Give back every line of the material below that has the string "UpdateProfileParam".

→ **Records shown**:
↓

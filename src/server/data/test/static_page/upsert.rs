use super::*;

use entity::static_page::StaticPageKind;
use sea_orm::EntityTrait;

/// Tests the first write of a page kind.
///
/// Expected: row created with the given content
#[tokio::test]
async fn creates_page_on_first_write() -> Result<(), DbErr> {
    let test = TestBuilder::new()
        .with_table(entity::prelude::StaticPage)
        .build()
        .await
        .unwrap();
    let db = test.db.as_ref().unwrap();

    let page = StaticPageRepository::new(db)
        .upsert(StaticPageKind::Terms, "v1 terms".to_string())
        .await?;

    assert_eq!(page.kind, StaticPageKind::Terms);
    assert_eq!(page.content, "v1 terms");

    Ok(())
}

/// Tests that rewriting a kind replaces content instead of adding rows.
///
/// Expected: one row per kind, content replaced
#[tokio::test]
async fn replaces_content_on_rewrite() -> Result<(), DbErr> {
    let test = TestBuilder::new()
        .with_table(entity::prelude::StaticPage)
        .build()
        .await
        .unwrap();
    let db = test.db.as_ref().unwrap();

    let repo = StaticPageRepository::new(db);
    repo.upsert(StaticPageKind::Privacy, "v1".to_string()).await?;
    let page = repo.upsert(StaticPageKind::Privacy, "v2".to_string()).await?;

    assert_eq!(page.content, "v2");

    let all = entity::prelude::StaticPage::find().all(db).await?;
    assert_eq!(all.len(), 1);

    Ok(())
}

/// Tests that kinds stay independent.
///
/// Expected: writing one kind never touches another
#[tokio::test]
async fn keeps_kinds_independent() -> Result<(), DbErr> {
    let test = TestBuilder::new()
        .with_table(entity::prelude::StaticPage)
        .build()
        .await
        .unwrap();
    let db = test.db.as_ref().unwrap();

    let repo = StaticPageRepository::new(db);
    repo.upsert(StaticPageKind::Terms, "terms".to_string()).await?;
    repo.upsert(StaticPageKind::About, "about".to_string()).await?;

    let terms = repo.find_by_kind(StaticPageKind::Terms).await?.unwrap();
    assert_eq!(terms.content, "terms");

    let all = entity::prelude::StaticPage::find().all(db).await?;
    assert_eq!(all.len(), 2);

    Ok(())
}
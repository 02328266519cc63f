use axum::{
    extract::{Path, Query, State},
    http::{HeaderMap, StatusCode},
    response::IntoResponse,
    Json,
};

use crate::server::{
    error::AppError,
    middleware::auth::AuthGuard,
    model::{
        channel::ChannelListQuery,
        message::{HistoryQuery, SendMessageDto},
    },
    service::message::MessageService,
    state::AppState,
};

/// POST /api/messages
/// Send a message and return the conversation's full history, newest first
pub async fn send_message(
    State(state): State<AppState>,
    headers: HeaderMap,
    Json(dto): Json<SendMessageDto>,
) -> Result<impl IntoResponse, AppError> {
    let user = AuthGuard::new(&state.db, &state.tokens)
        .require(&headers, &[])
        .await?;

    let history = MessageService::new(&state.db).send(&user.id, dto).await?;

    Ok((StatusCode::CREATED, Json(history)))
}

/// GET /api/channels
/// List the caller's conversations, most recently active first
pub async fn get_channels(
    State(state): State<AppState>,
    headers: HeaderMap,
    Query(query): Query<ChannelListQuery>,
) -> Result<impl IntoResponse, AppError> {
    let user = AuthGuard::new(&state.db, &state.tokens)
        .require(&headers, &[])
        .await?;

    let page = MessageService::new(&state.db).my_channels(&user.id, query).await?;

    Ok((StatusCode::OK, Json(page)))
}

/// GET /api/channels/{id}
/// Get one conversation with its full thread, oldest first
pub async fn get_channel(
    State(state): State<AppState>,
    headers: HeaderMap,
    Path(id): Path<String>,
) -> Result<impl IntoResponse, AppError> {
    let user = AuthGuard::new(&state.db, &state.tokens)
        .require(&headers, &[])
        .await?;

    let channel = MessageService::new(&state.db).get_channel(&user.id, &id).await?;

    Ok((StatusCode::OK, Json(channel)))
}

/// GET /api/messages/{counterpart_id}
/// Get the message history shared with one counterpart, newest first
pub async fn get_history(
    State(state): State<AppState>,
    headers: HeaderMap,
    Path(counterpart_id): Path<String>,
    Query(query): Query<HistoryQuery>,
) -> Result<impl IntoResponse, AppError> {
    let user = AuthGuard::new(&state.db, &state.tokens)
        .require(&headers, &[])
        .await?;

    let page = MessageService::new(&state.db)
        .get_history(&user.id, &counterpart_id, query)
        .await?;

    Ok((StatusCode::OK, Json(page)))
}
use sea_orm_migration::{prelude::*, schema::*};

#[derive(DeriveMigrationName)]
pub struct Migration;

#[async_trait::async_trait]
impl MigrationTrait for Migration {
    async fn up(&self, manager: &SchemaManager) -> Result<(), DbErr> {
        manager
            .create_table(
                Table::create()
                    .table(StaticPage::Table)
                    .if_not_exists()
                    .col(string(StaticPage::Id).primary_key())
                    .col(string(StaticPage::Kind))
                    .col(string(StaticPage::Content))
                    .col(
                        timestamp_with_time_zone(StaticPage::CreatedAt)
                            .default(Expr::current_timestamp()),
                    )
                    .col(
                        timestamp_with_time_zone(StaticPage::UpdatedAt)
                            .default(Expr::current_timestamp()),
                    )
                    .to_owned(),
            )
            .await?;

        // One row per page kind; writes upsert on this index
        manager
            .create_index(
                Index::create()
                    .name("idx_static_page_kind_unique")
                    .table(StaticPage::Table)
                    .col(StaticPage::Kind)
                    .unique()
                    .to_owned(),
            )
            .await?;

        Ok(())
    }

    async fn down(&self, manager: &SchemaManager) -> Result<(), DbErr> {
        manager
            .drop_index(
                Index::drop()
                    .name("idx_static_page_kind_unique")
                    .table(StaticPage::Table)
                    .to_owned(),
            )
            .await?;

        manager
            .drop_table(Table::drop().table(StaticPage::Table).to_owned())
            .await
    }
}

#[derive(DeriveIden)]
pub enum StaticPage {
    Table,
    Id,
    Kind,
    Content,
    CreatedAt,
    UpdatedAt,
}
//! User domain models, parameters, and DTOs.
//!
//! Provides the public representation of platform accounts and the parameter
//! types used by profile and admin user-management operations. The DTO never
//! exposes the password hash or pending OTP state.

use chrono::{DateTime, Utc};
use entity::user::{UserRole, UserStatus};
use serde::{Deserialize, Serialize};

/// Public representation of a platform account.
///
/// Credential and OTP columns are deliberately absent.
#[derive(Debug, Clone, Serialize)]
#[serde(rename_all = "camelCase")]
pub struct UserDto {
    pub id: String,
    pub full_name: String,
    pub email: String,
    pub role: UserRole,
    pub status: UserStatus,
    pub profile_image: Option<String>,
    pub contact_number: Option<String>,
    pub address: Option<String>,
    pub country: Option<String>,
    pub is_email_verified: bool,
    pub is_stripe_connected: bool,
    pub created_at: DateTime<Utc>,
}

impl UserDto {
    /// Converts a user entity into its public DTO.
    pub fn from_entity(entity: entity::user::Model) -> Self {
        Self {
            id: entity.id,
            full_name: entity.full_name,
            email: entity.email,
            role: entity.role,
            status: entity.status,
            profile_image: entity.profile_image,
            contact_number: entity.contact_number,
            address: entity.address,
            country: entity.country,
            is_email_verified: entity.is_email_verified,
            is_stripe_connected: entity.is_stripe_connected,
            created_at: entity.created_at,
        }
    }
}

/// Request body for updating the caller's own profile.
///
/// Absent fields are left untouched.
#[derive(Debug, Clone, Deserialize)]
#[serde(rename_all = "camelCase")]
pub struct UpdateProfileDto {
    pub full_name: Option<String>,
    pub contact_number: Option<String>,
    pub address: Option<String>,
    pub country: Option<String>,
    pub profile_image: Option<String>,
    pub fcm_token: Option<String>,
}

/// Parameters for a partial profile update.
#[derive(Debug, Clone)]
pub struct UpdateProfileParam {
    pub user_id: String,
    pub full_name: Option<String>,
    pub contact_number: Option<String>,
    pub address: Option<String>,
    pub country: Option<String>,
    pub profile_image: Option<String>,
    pub fcm_token: Option<String>,
}

impl UpdateProfileParam {
    pub fn from_dto(user_id: String, dto: UpdateProfileDto) -> Self {
        Self {
            user_id,
            full_name: dto.full_name,
            contact_number: dto.contact_number,
            address: dto.address,
            country: dto.country,
            profile_image: dto.profile_image,
            fcm_token: dto.fcm_token,
        }
    }
}

/// Query parameters for the admin user listing.
///
/// All values arrive as raw strings and are parsed leniently; malformed
/// values are dropped rather than rejected.
#[derive(Debug, Clone, Default, Deserialize)]
#[serde(rename_all = "camelCase")]
pub struct UserListQuery {
    /// Matches against the name, email, and contact number.
    pub search_term: Option<String>,
    /// Defaults to USER when absent.
    pub role: Option<UserRole>,
    /// Defaults to ACTIVE when absent.
    pub status: Option<UserStatus>,
    pub country: Option<String>,
    pub from_date: Option<String>,
    pub to_date: Option<String>,
    pub page: Option<String>,
    pub limit: Option<String>,
    pub sort_by: Option<String>,
    pub sort_order: Option<String>,
}

/// Request body and response payload for notification preferences.
#[derive(Debug, Clone, Serialize, Deserialize)]
#[serde(rename_all = "camelCase")]
pub struct NotificationSettingsDto {
    pub support_notification: bool,
    pub payment_notification: bool,
    pub email_notification: bool,
}

impl NotificationSettingsDto {
    pub fn from_entity(entity: &entity::user::Model) -> Self {
        Self {
            support_notification: entity.support_notification,
            payment_notification: entity.payment_notification,
            email_notification: entity.email_notification,
        }
    }
}
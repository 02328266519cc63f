use sea_orm_migration::{prelude::*, schema::*};

#[derive(DeriveMigrationName)]
pub struct Migration;

#[async_trait::async_trait]
impl MigrationTrait for Migration {
    async fn up(&self, manager: &SchemaManager) -> Result<(), DbErr> {
        manager
            .create_table(
                Table::create()
                    .table(Faq::Table)
                    .if_not_exists()
                    .col(string(Faq::Id).primary_key())
                    .col(string(Faq::Question))
                    .col(string(Faq::Answer))
                    .col(
                        timestamp_with_time_zone(Faq::CreatedAt)
                            .default(Expr::current_timestamp()),
                    )
                    .col(
                        timestamp_with_time_zone(Faq::UpdatedAt)
                            .default(Expr::current_timestamp()),
                    )
                    .to_owned(),
            )
            .await
    }

    async fn down(&self, manager: &SchemaManager) -> Result<(), DbErr> {
        manager
            .drop_table(Table::drop().table(Faq::Table).to_owned())
            .await
    }
}

#[derive(DeriveIden)]
pub enum Faq {
    Table,
    Id,
    Question,
    Answer,
    CreatedAt,
    UpdatedAt,
}
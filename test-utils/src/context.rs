use sea_orm::{sea_query::TableCreateStatement, ConnectionTrait, Database, DatabaseConnection};

use crate::error::TestError;

/// Test context containing database connection and test environment setup.
///
/// Provides an in-memory SQLite database connection for isolated unit and
/// integration testing. The database is created lazily on first access and
/// persists for the lifetime of the test context.
pub struct TestContext {
    /// Optional database connection to in-memory SQLite instance.
    ///
    /// Initialized lazily when `database()` is first called. Using `Option` allows
    /// deferred connection until actually needed by the test.
    pub db: Option<DatabaseConnection>,
}

impl TestContext {
    /// Creates a new empty test context.
    ///
    /// Initializes a test context with no database connection. The database connection
    /// will be created lazily when `database()` is first called.
    ///
    /// # Returns
    /// - New `TestContext` instance with no database connection
    pub fn new() -> Self {
        Self { db: None }
    }

    /// Gets or creates the in-memory SQLite database connection.
    ///
    /// Returns a reference to the existing database connection if one exists, otherwise
    /// creates a new in-memory SQLite database and stores the connection. The connection
    /// persists for the lifetime of this test context.
    ///
    /// # Returns
    /// - `Ok(&DatabaseConnection)` - Reference to the database connection
    /// - `Err(TestError::Database)` - Failed to connect to in-memory SQLite database
    pub async fn database(&mut self) -> Result<&DatabaseConnection, TestError> {
        match self.db {
            Some(ref db) => Ok(db),
            None => {
                let db = Database::connect("sqlite::memory:").await?;

                let db_ref = self.db.insert(db);

                Ok(&*db_ref) // Re-borrow as immutable
            }
        }
    }

    /// Creates database tables from the provided CREATE TABLE statements.
    ///
    /// Executes each CREATE TABLE statement in sequence to set up the required database
    /// schema for the test. Typically called internally by `TestBuilder::build()` rather
    /// than directly.
    ///
    /// # Arguments
    /// - `stmts` - Vector of CREATE TABLE statements to execute
    ///
    /// # Returns
    /// - `Ok(())` - All tables created successfully
    /// - `Err(TestError::Database)` - Failed to create one or more tables (invalid SQL,
    ///   constraint violations, etc.)
    pub async fn with_tables(&mut self, stmts: Vec<TableCreateStatement>) -> Result<(), TestError> {
        let db = self.database().await?;

        for stmt in stmts {
            db.execute(&stmt).await?;
        }

        Ok(())
    }
}
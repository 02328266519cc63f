use axum::{
    extract::{Path, Query, State},
    http::{HeaderMap, StatusCode},
    response::IntoResponse,
    Json,
};
use entity::user::UserRole;

use crate::server::{
    error::AppError,
    middleware::auth::AuthGuard,
    model::trip_service::{CreateTripServiceDto, TripServiceListQuery, UpdateTripServiceDto},
    service::trip_service::CatalogService,
    state::AppState,
};

/// POST /api/trip-services
/// Agent: list a new trip service
pub async fn create_trip_service(
    State(state): State<AppState>,
    headers: HeaderMap,
    Json(dto): Json<CreateTripServiceDto>,
) -> Result<impl IntoResponse, AppError> {
    let user = AuthGuard::new(&state.db, &state.tokens)
        .require(&headers, &[UserRole::Agent])
        .await?;

    let service = CatalogService::new(&state.db).create(&user, dto).await?;

    Ok((StatusCode::CREATED, Json(service)))
}

/// GET /api/trip-services
/// Browse the catalog with search, filters, ranges, and pagination
pub async fn get_trip_services(
    State(state): State<AppState>,
    Query(query): Query<TripServiceListQuery>,
) -> Result<impl IntoResponse, AppError> {
    let page = CatalogService::new(&state.db).get_all(query).await?;

    Ok((StatusCode::OK, Json(page)))
}

/// GET /api/trip-services/mine
/// Agent: list the caller's own trip services
pub async fn get_my_trip_services(
    State(state): State<AppState>,
    headers: HeaderMap,
    Query(query): Query<TripServiceListQuery>,
) -> Result<impl IntoResponse, AppError> {
    let user = AuthGuard::new(&state.db, &state.tokens)
        .require(&headers, &[UserRole::Agent])
        .await?;

    let page = CatalogService::new(&state.db).get_mine(&user.id, query).await?;

    Ok((StatusCode::OK, Json(page)))
}

/// GET /api/trip-services/{id}
/// Get one trip service by id
pub async fn get_trip_service(
    State(state): State<AppState>,
    Path(id): Path<String>,
) -> Result<impl IntoResponse, AppError> {
    let service = CatalogService::new(&state.db).get_by_id(&id).await?;

    Ok((StatusCode::OK, Json(service)))
}

/// PUT /api/trip-services/{id}
/// Update a trip service as its owner or an admin
pub async fn update_trip_service(
    State(state): State<AppState>,
    headers: HeaderMap,
    Path(id): Path<String>,
    Json(dto): Json<UpdateTripServiceDto>,
) -> Result<impl IntoResponse, AppError> {
    let user = AuthGuard::new(&state.db, &state.tokens)
        .require(&headers, &[UserRole::Agent, UserRole::Admin])
        .await?;

    let service = CatalogService::new(&state.db).update(&user, &id, dto).await?;

    Ok((StatusCode::OK, Json(service)))
}

/// DELETE /api/trip-services/{id}
/// Delete a trip service as its owner or an admin
pub async fn delete_trip_service(
    State(state): State<AppState>,
    headers: HeaderMap,
    Path(id): Path<String>,
) -> Result<impl IntoResponse, AppError> {
    let user = AuthGuard::new(&state.db, &state.tokens)
        .require(&headers, &[UserRole::Agent, UserRole::Admin])
        .await?;

    let ack = CatalogService::new(&state.db).delete(&user, &id).await?;

    Ok((StatusCode::OK, Json(ack)))
}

↑

→ **Task response**:
pub struct UpdateProfileParam {
impl UpdateProfileParam {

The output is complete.